(Input records begins)

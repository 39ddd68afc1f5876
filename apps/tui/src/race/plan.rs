//! Per-tick render plans.
//!
//! A [`RenderPlan`] holds everything a drawing surface needs to animate one
//! tick: where each bar starts and ends, how long it is, how opaque, and how
//! the axis moves. [`RenderPlan::frame`] samples it at any point of the tick,
//! so the surface never keeps animation state of its own.

use serde::Serialize;
use std::time::Duration;

use super::axis::{lerp, AxisTransition};
use super::format::{format_value, value_inside_bar};
use super::layout::BandLayout;
use super::rank::RankedEntry;

#[derive(Debug, Clone, Copy, PartialEq, Eq, Serialize)]
#[serde(rename_all = "lowercase")]
pub enum BarPhase {
    Entering,
    Updating,
    Exiting,
}

/// One bar's movement over a tick.
#[derive(Debug, Clone, PartialEq, Serialize)]
pub struct BarTransition {
    pub label: String,
    pub color_index: usize,
    pub phase: BarPhase,
    pub from_magnitude: f64,
    pub to_magnitude: f64,
    pub from_y: f64,
    pub to_y: f64,
    /// Rank after the tick; `None` for exiting bars.
    pub rank: Option<usize>,
}

impl BarTransition {
    pub fn magnitude_at(&self, progress: f64) -> f64 {
        lerp(self.from_magnitude, self.to_magnitude, progress)
    }

    pub fn y_at(&self, progress: f64) -> f64 {
        lerp(self.from_y, self.to_y, progress)
    }

    pub fn opacity_at(&self, progress: f64) -> f64 {
        match self.phase {
            BarPhase::Entering => lerp(0.0, 1.0, progress),
            BarPhase::Updating => 1.0,
            BarPhase::Exiting => lerp(1.0, 0.0, progress),
        }
    }
}

/// Everything emitted by the animator for one tick.
#[derive(Debug, Clone, PartialEq, Serialize)]
pub struct RenderPlan {
    pub tick_index: usize,
    pub timestamp: i64,
    pub previous_timestamp: Option<i64>,
    pub visible_entries: Vec<RankedEntry>,
    pub axis: AxisTransition,
    pub layout: BandLayout,
    pub bars: Vec<BarTransition>,
    #[serde(with = "duration_millis")]
    pub duration: Duration,
    /// Jumps straight to the end state instead of animating.
    pub instant: bool,
}

/// A bar as drawn at one moment.
#[derive(Debug, Clone, PartialEq, Serialize)]
pub struct BarFrame {
    pub label: String,
    pub color_index: usize,
    pub y: f64,
    pub height: f64,
    pub magnitude: f64,
    /// Bar length as a fraction of the axis maximum.
    pub length: f64,
    pub opacity: f64,
    pub value_text: String,
    pub value_inside: bool,
}

/// A sampled plan, ready to draw.
#[derive(Debug, Clone, PartialEq, Serialize)]
pub struct PlanFrame {
    pub timestamp: i64,
    pub axis_max: f64,
    pub layout: BandLayout,
    pub bars: Vec<BarFrame>,
}

impl RenderPlan {
    /// Fraction of the tick covered after `elapsed`.
    pub fn progress(&self, elapsed: Duration) -> f64 {
        if self.instant || self.duration.is_zero() {
            return 1.0;
        }
        (elapsed.as_secs_f64() / self.duration.as_secs_f64()).clamp(0.0, 1.0)
    }

    pub fn frame(&self, progress: f64) -> PlanFrame {
        let progress = if self.instant {
            1.0
        } else {
            progress.clamp(0.0, 1.0)
        };
        let axis_max = self.axis.max_at(progress);

        let mut bars: Vec<BarFrame> = self
            .bars
            .iter()
            .map(|bar| {
                let magnitude = bar.magnitude_at(progress);
                let length = if axis_max > 0.0 {
                    (magnitude / axis_max).clamp(0.0, 1.0)
                } else {
                    0.0
                };
                BarFrame {
                    label: bar.label.clone(),
                    color_index: bar.color_index,
                    y: bar.y_at(progress),
                    height: self.layout.band_height,
                    magnitude,
                    length,
                    opacity: bar.opacity_at(progress),
                    value_text: format_value(magnitude),
                    value_inside: value_inside_bar(magnitude),
                }
            })
            .collect();

        // Exiting bars are drawn below the others.
        bars.sort_by(|a, b| a.y.total_cmp(&b.y));

        PlanFrame {
            timestamp: self.timestamp,
            axis_max,
            layout: self.layout,
            bars,
        }
    }

    /// Rows currently on the board, top to bottom.
    pub fn final_frame(&self) -> PlanFrame {
        self.frame(1.0)
    }
}

mod duration_millis {
    use serde::Serializer;
    use std::time::Duration;

    #[allow(clippy::trivially_copy_pass_by_ref)]
    pub fn serialize<S: Serializer>(duration: &Duration, serializer: S) -> Result<S::Ok, S::Error> {
        serializer.serialize_u128(duration.as_millis())
    }
}

#[cfg(test)]
mod tests {
    use super::{BarPhase, BarTransition, RenderPlan};
    use crate::race::axis::AxisTransition;
    use crate::race::layout::BandLayout;
    use std::time::Duration;

    fn plan(bars: Vec<BarTransition>, instant: bool) -> RenderPlan {
        RenderPlan {
            tick_index: 1,
            timestamp: 2020,
            previous_timestamp: Some(2019),
            visible_entries: Vec::new(),
            axis: AxisTransition {
                from_max: 100.0,
                to_max: 200.0,
            },
            layout: BandLayout {
                height: 64.0,
                band_height: 28.0,
                step: 36.0,
                band_count: 2,
            },
            bars,
            duration: Duration::from_millis(500),
            instant,
        }
    }

    fn bar(phase: BarPhase, from: (f64, f64), to: (f64, f64)) -> BarTransition {
        BarTransition {
            label: "A".to_string(),
            color_index: 0,
            phase,
            from_magnitude: from.0,
            to_magnitude: to.0,
            from_y: from.1,
            to_y: to.1,
            rank: Some(0),
        }
    }

    fn assert_close(actual: f64, expected: f64) {
        let diff = (actual - expected).abs();
        assert!(diff < 1e-9, "expected {expected}, got {actual}, diff {diff}");
    }

    #[test]
    fn entering_bar_rises_from_below_and_fades_in() {
        let plan = plan(vec![bar(BarPhase::Entering, (0.0, 92.0), (50.0, 0.0))], false);

        let start = plan.frame(0.0);
        assert_close(start.bars[0].y, 92.0);
        assert_close(start.bars[0].opacity, 0.0);
        assert_close(start.bars[0].magnitude, 0.0);

        let end = plan.frame(1.0);
        assert_close(end.bars[0].y, 0.0);
        assert_close(end.bars[0].opacity, 1.0);
        assert_close(end.bars[0].length, 0.25);
    }

    #[test]
    fn exiting_bar_fades_out_with_its_last_value() {
        let plan = plan(vec![bar(BarPhase::Exiting, (40.0, 36.0), (40.0, 92.0))], false);
        let end = plan.frame(1.0);
        assert_close(end.bars[0].opacity, 0.0);
        assert_close(end.bars[0].y, 92.0);
        assert_close(end.bars[0].magnitude, 40.0);
    }

    #[test]
    fn value_text_interpolates_the_number() {
        let plan = plan(vec![bar(BarPhase::Updating, (1_000.0, 0.0), (3_000.0, 0.0))], false);
        assert_eq!(plan.frame(0.5).bars[0].value_text, "2.0K");
        assert_close(plan.frame(0.5).axis_max, 150.0);
    }

    #[test]
    fn instant_plans_ignore_progress() {
        let plan = plan(vec![bar(BarPhase::Updating, (10.0, 36.0), (20.0, 0.0))], true);
        assert_close(plan.progress(Duration::ZERO), 1.0);
        assert_close(plan.frame(0.0).bars[0].magnitude, 20.0);
    }

    #[test]
    fn progress_is_clamped() {
        let plan = plan(Vec::new(), false);
        assert_close(plan.progress(Duration::from_millis(250)), 0.5);
        assert_close(plan.progress(Duration::from_secs(3)), 1.0);
    }
}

(Input records ends)

▶ Assigned task
Write out every entry again, keeping each line exactly the same.

▶ Response area
repository 39ddd68afc1f5876
filename apps/tui/src/race/plan.rs
//! Per-tick render plans.
//!
//! A [`RenderPlan`] holds everything a drawing surface needs to animate one
//! tick: where each bar starts and ends, how long it is, how opaque, and how
//! the axis moves. [`RenderPlan::frame`] samples it at any point of the tick,
//! so the surface never keeps animation state of its own.

use serde::Serialize;
use std::time::Duration;

use super::axis::{lerp, AxisTransition};
use super::format::{format_value, value_inside_bar};
use super::layout::BandLayout;
use super::rank::RankedEntry;

#[derive(Debug, Clone, Copy, PartialEq, Eq, Serialize)]
#[serde(rename_all = "lowercase")]
pub enum BarPhase {
    Entering,
    Updating,
    Exiting,
}

/// One bar's movement over a tick.
#[derive(Debug, Clone, PartialEq, Serialize)]
pub struct BarTransition {
    pub label: String,
    pub color_index: usize,
    pub phase: BarPhase,
    pub from_magnitude: f64,
    pub to_magnitude: f64,
    pub from_y: f64,
    pub to_y: f64,
    /// Rank after the tick; `None` for exiting bars.
    pub rank: Option<usize>,
}

impl BarTransition {
    pub fn magnitude_at(&self, progress: f64) -> f64 {
        lerp(self.from_magnitude, self.to_magnitude, progress)
    }

    pub fn y_at(&self, progress: f64) -> f64 {
        lerp(self.from_y, self.to_y, progress)
    }

    pub fn opacity_at(&self, progress: f64) -> f64 {
        match self.phase {
            BarPhase::Entering => lerp(0.0, 1.0, progress),
            BarPhase::Updating => 1.0,
            BarPhase::Exiting => lerp(1.0, 0.0, progress),
        }
    }
}

/// Everything emitted by the animator for one tick.
#[derive(Debug, Clone, PartialEq, Serialize)]
pub struct RenderPlan {
    pub tick_index: usize,
    pub timestamp: i64,
    pub previous_timestamp: Option<i64>,
    pub visible_entries: Vec<RankedEntry>,
    pub axis: AxisTransition,
    pub layout: BandLayout,
    pub bars: Vec<BarTransition>,
    #[serde(with = "duration_millis")]
    pub duration: Duration,
    /// Jumps straight to the end state instead of animating.
    pub instant: bool,
}

/// A bar as drawn at one moment.
#[derive(Debug, Clone, PartialEq, Serialize)]
pub struct BarFrame {
    pub label: String,
    pub color_index: usize,
    pub y: f64,
    pub height: f64,
    pub magnitude: f64,
    /// Bar length as a fraction of the axis maximum.
    pub length: f64,
    pub opacity: f64,
    pub value_text: String,
    pub value_inside: bool,
}

/// A sampled plan, ready to draw.
#[derive(Debug, Clone, PartialEq, Serialize)]
pub struct PlanFrame {
    pub timestamp: i64,
    pub axis_max: f64,
    pub layout: BandLayout,
    pub bars: Vec<BarFrame>,
}

impl RenderPlan {
    /// Fraction of the tick covered after `elapsed`.
    pub fn progress(&self, elapsed: Duration) -> f64 {
        if self.instant || self.duration.is_zero() {
            return 1.0;
        }
        (elapsed.as_secs_f64() / self.duration.as_secs_f64()).clamp(0.0, 1.0)
    }

    pub fn frame(&self, progress: f64) -> PlanFrame {
        let progress = if self.instant {
            1.0
        } else {
            progress.clamp(0.0, 1.0)
        };
        let axis_max = self.axis.max_at(progress);

        let mut bars: Vec<BarFrame> = self
            .bars
            .iter()
            .map(|bar| {
                let magnitude = bar.magnitude_at(progress);
                let length = if axis_max > 0.0 {
                    (magnitude / axis_max).clamp(0.0, 1.0)
                } else {
                    0.0
                };
                BarFrame {
                    label: bar.label.clone(),
                    color_index: bar.color_index,
                    y: bar.y_at(progress),
                    height: self.layout.band_height,
                    magnitude,
                    length,
                    opacity: bar.opacity_at(progress),
                    value_text: format_value(magnitude),
                    value_inside: value_inside_bar(magnitude),
                }
            })
            .collect();

        // Exiting bars are drawn below the others.
        bars.sort_by(|a, b| a.y.total_cmp(&b.y));

        PlanFrame {
            timestamp: self.timestamp,
            axis_max,
            layout: self.layout,
            bars,
        }
    }

    /// Rows currently on the board, top to bottom.
    pub fn final_frame(&self) -> PlanFrame {
        self.frame(1.0)
    }
}

mod duration_millis {
    use serde::Serializer;
    use std::time::Duration;

    #[allow(clippy::trivially_copy_pass_by_ref)]
    pub fn serialize<S: Serializer>(duration: &Duration, serializer: S) -> Result<S::Ok, S::Error> {
        serializer.serialize_u128(duration.as_millis())
    }
}

#[cfg(test)]
mod tests {
    use super::{BarPhase, BarTransition, RenderPlan};
    use crate::race::axis::AxisTransition;
    use crate::race::layout::BandLayout;
    use std::time::Duration;

    fn plan(bars: Vec<BarTransition>, instant: bool) -> RenderPlan {
        RenderPlan {
            tick_index: 1,
            timestamp: 2020,
            previous_timestamp: Some(2019),
            visible_entries: Vec::new(),
            axis: AxisTransition {
                from_max: 100.0,
                to_max: 200.0,
            },
            layout: BandLayout {
                height: 64.0,
                band_height: 28.0,
                step: 36.0,
                band_count: 2,
            },
            bars,
            duration: Duration::from_millis(500),
            instant,
        }
    }

    fn bar(phase: BarPhase, from: (f64, f64), to: (f64, f64)) -> BarTransition {
        BarTransition {
            label: "A".to_string(),
            color_index: 0,
            phase,
            from_magnitude: from.0,
            to_magnitude: to.0,
            from_y: from.1,
            to_y: to.1,
            rank: Some(0),
        }
    }

    fn assert_close(actual: f64, expected: f64) {
        let diff = (actual - expected).abs();
        assert!(diff < 1e-9, "expected {expected}, got {actual}, diff {diff}");
    }

    #[test]
    fn entering_bar_rises_from_below_and_fades_in() {
        let plan = plan(vec![bar(BarPhase::Entering, (0.0, 92.0), (50.0, 0.0))], false);

        let start = plan.frame(0.0);
        assert_close(start.bars[0].y, 92.0);
        assert_close(start.bars[0].opacity, 0.0);
        assert_close(start.bars[0].magnitude, 0.0);

        let end = plan.frame(1.0);
        assert_close(end.bars[0].y, 0.0);
        assert_close(end.bars[0].opacity, 1.0);
        assert_close(end.bars[0].length, 0.25);
    }

    #[test]
    fn exiting_bar_fades_out_with_its_last_value() {
        let plan = plan(vec![bar(BarPhase::Exiting, (40.0, 36.0), (40.0, 92.0))], false);
        let end = plan.frame(1.0);
        assert_close(end.bars[0].opacity, 0.0);
        assert_close(end.bars[0].y, 92.0);
        assert_close(end.bars[0].magnitude, 40.0);
    }

    #[test]
    fn value_text_interpolates_the_number() {
        let plan = plan(vec![bar(BarPhase::Updating, (1_000.0, 0.0), (3_000.0, 0.0))], false);
        assert_eq!(plan.frame(0.5).bars[0].value_text, "2.0K");
        assert_close(plan.frame(0.5).axis_max, 150.0);
    }

    #[test]
    fn instant_plans_ignore_progress() {
        let plan = plan(vec![bar(BarPhase::Updating, (10.0, 36.0), (20.0, 0.0))], true);
        assert_close(plan.progress(Duration::ZERO), 1.0);
        assert_close(plan.frame(0.0).bars[0].magnitude, 20.0);
    }

    #[test]
    fn progress_is_clamped() {
        let plan = plan(Vec::new(), false);
        assert_close(plan.progress(Duration::from_millis(250)), 0.5);
        assert_close(plan.progress(Duration::from_secs(3)), 1.0);
    }
}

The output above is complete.